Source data

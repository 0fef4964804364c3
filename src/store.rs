use std::fs;

use camino::{Utf8Path, Utf8PathBuf};
use chrono::{DateTime, Utc};
use directories::BaseDirs;

use crate::error::KiraError;
use crate::file_record::FileRecord;

/// On-disk layout of the local archive mirror.
///
/// ```text
/// <root>/encode/data/<experiment>/<file name>
/// <root>/encode/json/exps/<experiment>.json
/// <root>/encode/mean/<experiment>/<assembly>/<derived artifact>
/// ```
#[derive(Debug, Clone)]
pub struct Store {
    root: Utf8PathBuf,
}

impl Store {
    /// Resolves the root from `METADATA_BASEDIR`, falling back to the user
    /// cache directory.
    pub fn new() -> Result<Self, KiraError> {
        if let Ok(dir) = std::env::var("METADATA_BASEDIR") {
            if !dir.trim().is_empty() {
                return Ok(Self::new_with_root(Utf8PathBuf::from(dir.trim())));
            }
        }

        let root = BaseDirs::new()
            .and_then(|dirs| {
                Utf8PathBuf::from_path_buf(dirs.home_dir().join(".cache").join("kira-dcc")).ok()
            })
            .ok_or_else(|| {
                KiraError::Filesystem("unable to resolve cache directory".to_string())
            })?;
        Ok(Self { root })
    }

    pub fn new_with_root(root: Utf8PathBuf) -> Self {
        Self { root }
    }

    pub fn root(&self) -> &Utf8Path {
        &self.root
    }

    fn encode_root(&self) -> Utf8PathBuf {
        self.root.join("encode")
    }

    pub fn data_dir(&self, experiment: &str) -> Utf8PathBuf {
        self.encode_root().join("data").join(experiment)
    }

    pub fn file_path(&self, file: &FileRecord) -> Utf8PathBuf {
        self.data_dir(&file.experiment).join(file.file_name())
    }

    pub fn experiment_json_path(&self, experiment: &str) -> Utf8PathBuf {
        self.encode_root()
            .join("json")
            .join("exps")
            .join(format!("{experiment}.json"))
    }

    pub fn biosample_json_path(&self, biosample: &str) -> Utf8PathBuf {
        self.encode_root()
            .join("json")
            .join("biosamples")
            .join(format!("{biosample}.json"))
    }

    pub fn derived_dir(&self, experiment: &str, assembly: &str) -> Utf8PathBuf {
        self.encode_root()
            .join("mean")
            .join(experiment)
            .join(assembly)
    }

    /// Fallback location for `<assembly>.chrom.sizes` files.
    pub fn genome_dir(&self) -> Utf8PathBuf {
        self.root.join("genome")
    }

    pub fn ensure_root(&self) -> Result<(), KiraError> {
        fs::create_dir_all(self.root.as_std_path())
            .map_err(|err| KiraError::Filesystem(err.to_string()))
    }

    pub fn exists(&self, path: &Utf8Path) -> bool {
        path.as_std_path().exists()
    }

    pub fn write_bytes_atomic(path: &Utf8Path, content: &[u8]) -> Result<(), KiraError> {
        let parent = path
            .parent()
            .ok_or_else(|| KiraError::Filesystem("invalid destination path".to_string()))?;
        fs::create_dir_all(parent.as_std_path())
            .map_err(|err| KiraError::Filesystem(err.to_string()))?;
        let temp = tempfile::Builder::new()
            .prefix(".kira-dcc")
            .tempfile_in(parent.as_std_path())
            .map_err(|err| KiraError::Filesystem(err.to_string()))?;
        fs::write(temp.path(), content).map_err(|err| KiraError::Filesystem(err.to_string()))?;
        temp.persist(path.as_std_path())
            .map_err(|err| KiraError::Filesystem(err.to_string()))?;
        Ok(())
    }

    pub fn read_json(path: &Utf8Path) -> Result<serde_json::Value, KiraError> {
        let content = fs::read_to_string(path.as_std_path())
            .map_err(|err| KiraError::Filesystem(format!("read {path}: {err}")))?;
        serde_json::from_str(&content)
            .map_err(|err| KiraError::MetadataParse(format!("{path}: {err}")))
    }

    /// True when the file is missing or was last modified more than `days`
    /// days ago.
    pub fn is_older_than_days(path: &Utf8Path, days: u32) -> bool {
        let Ok(modified) = fs::metadata(path.as_std_path()).and_then(|meta| meta.modified()) else {
            return true;
        };
        let modified: DateTime<Utc> = modified.into();
        (Utc::now() - modified).num_days() > i64::from(days)
    }
}
#[test]
fn replicate_peaks_are_intersected_after_eager_download() {
    let (_temp, store) = store();
    let rep1 = file("ENCFF00AAA", "bed narrowPeak", "peaks", "hg19", &[1]);
    let rep2 = file("ENCFF00BBB", "bed narrowPeak", "peaks", "hg19", &[2]);
    let exp = experiment(vec![rep2.clone(), rep1.clone()]);
    let materializer = CountingMaterializer::default();
    let selector = Selector::new(&store, &materializer, true);

    let result = selector.select_peaks(&exp, "hg19").unwrap();

    let plan = assert_matches!(result, SelectionResult::Merge { plan } => plan);
    assert_eq!(plan.kind, MergeKind::IntersectPeaks);
    assert_eq!(plan.inputs, vec![store.file_path(&rep1), store.file_path(&rep2)]);
    assert_eq!(
        plan.output_path.file_name(),
        Some("intersectFirst_ENCFF00AAA_ENCFF00BBB.bed.gz")
    );
    assert_eq!(materializer.calls().len(), 2);
}

#[test]
fn two_replicate_narrow_peak_outranks_plain_narrow_peak() {
    let (_temp, store) = store();
    let both = file("ENCFF00TWO", "bed narrowPeak", "peaks", "hg19", &[1, 2]);
    let exp = experiment(vec![
        file("ENCFF00ONE", "bed narrowPeak", "peaks", "hg19", &[1]),
        both.clone(),
    ]);
    let selector = Selector::new(&store, &LocalOnly, false);

    assert_eq!(
        selector.select_peaks(&exp, "hg19").unwrap(),
        SelectionResult::Single {
            path: store.file_path(&both)
        }
    );
}

#[test]
fn peaks_missing_entirely_is_none() {
    let (_temp, store) = store();
    let exp = experiment(vec![file("ENCFF00SIG", "bigWig", "signal", "hg19", &[1])]);
    let selector = Selector::new(&store, &LocalOnly, false);
    assert_eq!(selector.select_peaks(&exp, "hg19").unwrap(), SelectionResult::None);
}

#[test]
fn first_bam_is_returned_when_several_exist() {
    let (_temp, store) = store();
    let first = file("ENCFF00BM1", "bam", "alignments", "hg19", &[1]);
    let exp = experiment(vec![
        first.clone(),
        file("ENCFF00BM2", "bam", "alignments", "GRCh38", &[2]),
    ]);
    let materializer = CountingMaterializer::default();
    let selector = Selector::new(&store, &materializer, true);

    let alignment = selector.select_alignment(&exp).unwrap().unwrap();

    assert_eq!(alignment.file_id, "ENCFF00BM1");
    assert_eq!(alignment.assembly.as_deref(), Some("hg19"));
    assert_eq!(alignment.candidates, 2);
    assert_eq!(materializer.calls(), vec![store.file_path(&first)]);
}

#[test]
fn no_bam_means_no_alignment() {
    let (_temp, store) = store();
    let exp = experiment(vec![file("ENCFF00SIG", "bigWig", "signal", "hg19", &[1])]);
    let selector = Selector::new(&store, &LocalOnly, false);
    assert!(selector.select_alignment(&exp).unwrap().is_none());
}

#[test]
fn existing_merge_output_is_flagged() {
    let (_temp, store) = store();
    let rep1 = file("ENCFF00AFC", "bigWig", "fold change over control", "hg19", &[1]);
    let rep2 = file("ENCFF00BFC", "bigWig", "fold change over control", "hg19", &[2]);
    let exp = experiment(vec![rep1, rep2]);
    let selector = Selector::new(&store, &LocalOnly, false);

    let first = selector.select_signal_track(&exp, "hg19").unwrap();
    let output = first.path().unwrap().clone();
    Store::write_bytes_atomic(&output, b"bigwig").unwrap();

    let second = selector.select_signal_track(&exp, "hg19").unwrap();
    let plan = assert_matches!(second, SelectionResult::Merge { plan } => plan);
    assert!(plan.already_computed);
    assert_eq!(plan.output_path, output);
}

#[test]
fn numbered_replicate_wins_over_pooled_peaks_of_same_filter() {
    let (_temp, store) = store();
    let rep1 = file("ENCFF00REP", "bed narrowPeak", "peaks", "hg19", &[1]);
    let exp = experiment(vec![
        file("ENCFF00POL", "bed narrowPeak", "peaks", "hg19", &[1, 3]),
        rep1.clone(),
    ]);
    let selector = Selector::new(&store, &LocalOnly, false);

    assert_eq!(peak_candidates(&exp.files, "hg19").len(), 2);
    assert_eq!(
        selector.select_peaks(&exp, "hg19").unwrap(),
        SelectionResult::Single {
            path: store.file_path(&rep1)
        }
    );
}

#[test]
fn unnumbered_peaks_are_intersected_as_a_whole() {
    let (_temp, store) = store();
    let a = file("ENCFF00AAA", "bed narrowPeak", "peaks", "hg19", &[]);
    let b = file("ENCFF00BBB", "bed narrowPeak", "peaks", "hg19", &[]);
    let c = file("ENCFF00CCC", "bed narrowPeak", "peaks", "hg19", &[]);
    let exp = experiment(vec![c.clone(), a.clone(), b.clone()]);
    let selector = Selector::new(&store, &LocalOnly, false);

    let result = selector.select_peaks(&exp, "hg19").unwrap();

    let plan = assert_matches!(result, SelectionResult::Merge { plan } => plan);
    assert_eq!(plan.kind, MergeKind::IntersectPeaks);
    assert_eq!(
        plan.inputs,
        vec![store.file_path(&a), store.file_path(&b), store.file_path(&c)]
    );
    assert_eq!(
        plan.output_path.file_name(),
        Some("intersectFirst_ENCFF00AAA_ENCFF00BBB_ENCFF00CCC.bed.gz")
    );
}

#[test]
fn replicate_one_step_averages_every_numbered_replicate_of_the_tier() {
    let (_temp, store) = store();
    let exp = experiment(vec![
        file("ENCFF00REA", "bigWig", "fold change over control", "hg19", &[1]),
        file("ENCFF00REB", "bigWig", "fold change over control", "hg19", &[2]),
        file("ENCFF00REC", "bigWig", "fold change over control", "hg19", &[3]),
        file("ENCFF00RAW", "bigWig", "raw signal", "hg19", &[4]),
    ]);
    let selector = Selector::new(&store, &LocalOnly, false);

    assert_eq!(signal_candidates(&exp.files, "hg19").len(), 3);
    let result = selector.select_signal_track(&exp, "hg19").unwrap();

    let plan = assert_matches!(result, SelectionResult::Merge { plan } => plan);
    assert_eq!(plan.inputs.len(), 3);
    assert_eq!(
        plan.output_path.file_name(),
        Some("mean_ENCFF00REA_ENCFF00REB_ENCFF00REC.bigWig")
    );
}
use std::fmt;
use std::str::FromStr;
use std::sync::LazyLock;

use clap::ValueEnum;
use regex::Regex;
use serde::{Deserialize, Serialize};

use crate::error::KiraError;

static ACCESSION_RE: LazyLock<Regex> = LazyLock::new(|| {
    Regex::new(r"^(ENC[A-Z]{2}\d{3}[A-Z]{3}|TST[A-Z]{2}\d{6})$").expect("valid accession regex")
});

#[derive(Debug, Clone, PartialEq, Eq, Hash, PartialOrd, Ord, Serialize, Deserialize)]
pub struct ExperimentAccession(String);

impl ExperimentAccession {
    pub fn as_str(&self) -> &str {
        &self.0
    }
}

impl fmt::Display for ExperimentAccession {
    fn fmt(&self, f: &mut fmt::Formatter<'_>) -> fmt::Result {
        write!(f, "{}", self.0)
    }
}

impl FromStr for ExperimentAccession {
    type Err = KiraError;

    fn from_str(value: &str) -> Result<Self, Self::Err> {
        let normalized = value.trim().trim_matches('/').to_uppercase();
        let normalized = normalized
            .strip_prefix("EXPERIMENTS/")
            .unwrap_or(&normalized)
            .to_string();
        if !ACCESSION_RE.is_match(&normalized) {
            return Err(KiraError::InvalidAccession(value.to_string()));
        }
        Ok(Self(normalized))
    }
}

/// What a selection request asks the engine to pick for an experiment.
#[derive(Debug, Clone, Copy, PartialEq, Eq, Hash, Serialize, Deserialize, ValueEnum)]
#[serde(rename_all = "lowercase")]
pub enum Role {
    Signal,
    Alignment,
    Peaks,
}

impl fmt::Display for Role {
    fn fmt(&self, f: &mut fmt::Formatter<'_>) -> fmt::Result {
        match self {
            Role::Signal => write!(f, "signal"),
            Role::Alignment => write!(f, "alignment"),
            Role::Peaks => write!(f, "peaks"),
        }
    }
}

/// File classes understood by the bulk `download` command.
#[derive(Debug, Clone, Copy, PartialEq, Eq, Hash, Serialize, Deserialize, ValueEnum)]
#[serde(rename_all = "kebab-case")]
pub enum DownloadKind {
    Bed,
    BigBed,
    BigWig,
    Bam,
    Fastq,
    Tsv,
    Gtf,
    Hdf5,
    Hotspots,
}

impl fmt::Display for DownloadKind {
    fn fmt(&self, f: &mut fmt::Formatter<'_>) -> fmt::Result {
        let label = match self {
            DownloadKind::Bed => "bed",
            DownloadKind::BigBed => "big-bed",
            DownloadKind::BigWig => "big-wig",
            DownloadKind::Bam => "bam",
            DownloadKind::Fastq => "fastq",
            DownloadKind::Tsv => "tsv",
            DownloadKind::Gtf => "gtf",
            DownloadKind::Hdf5 => "hdf5",
            DownloadKind::Hotspots => "hotspots",
        };
        write!(f, "{label}")
    }
}

/// Default set used when `download` is invoked without `--kind`.
pub fn default_download_kinds() -> Vec<DownloadKind> {
    vec![
        DownloadKind::Bed,
        DownloadKind::BigWig,
        DownloadKind::Gtf,
        DownloadKind::Hdf5,
        DownloadKind::Hotspots,
    ]
}

#[cfg(test)]
mod tests {
    use assert_matches::assert_matches;

    use super::*;

    #[test]
    fn parse_accession_normalizes_case() {
        let acc: ExperimentAccession = "encsr000aka".parse().unwrap();
        assert_eq!(acc.as_str(), "ENCSR000AKA");
    }

    #[test]
    fn parse_accession_from_at_id() {
        let acc: ExperimentAccession = "/experiments/ENCSR000AKA/".parse().unwrap();
        assert_eq!(acc.as_str(), "ENCSR000AKA");
    }

    #[test]
    fn parse_accession_invalid() {
        let err = "GSE102902".parse::<ExperimentAccession>().unwrap_err();
        assert_matches!(err, KiraError::InvalidAccession(_));
    }
}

[What you will do]: Count the lines in the records above that contain the word "Deserialize", and give only the number.

[Result for this task]: 4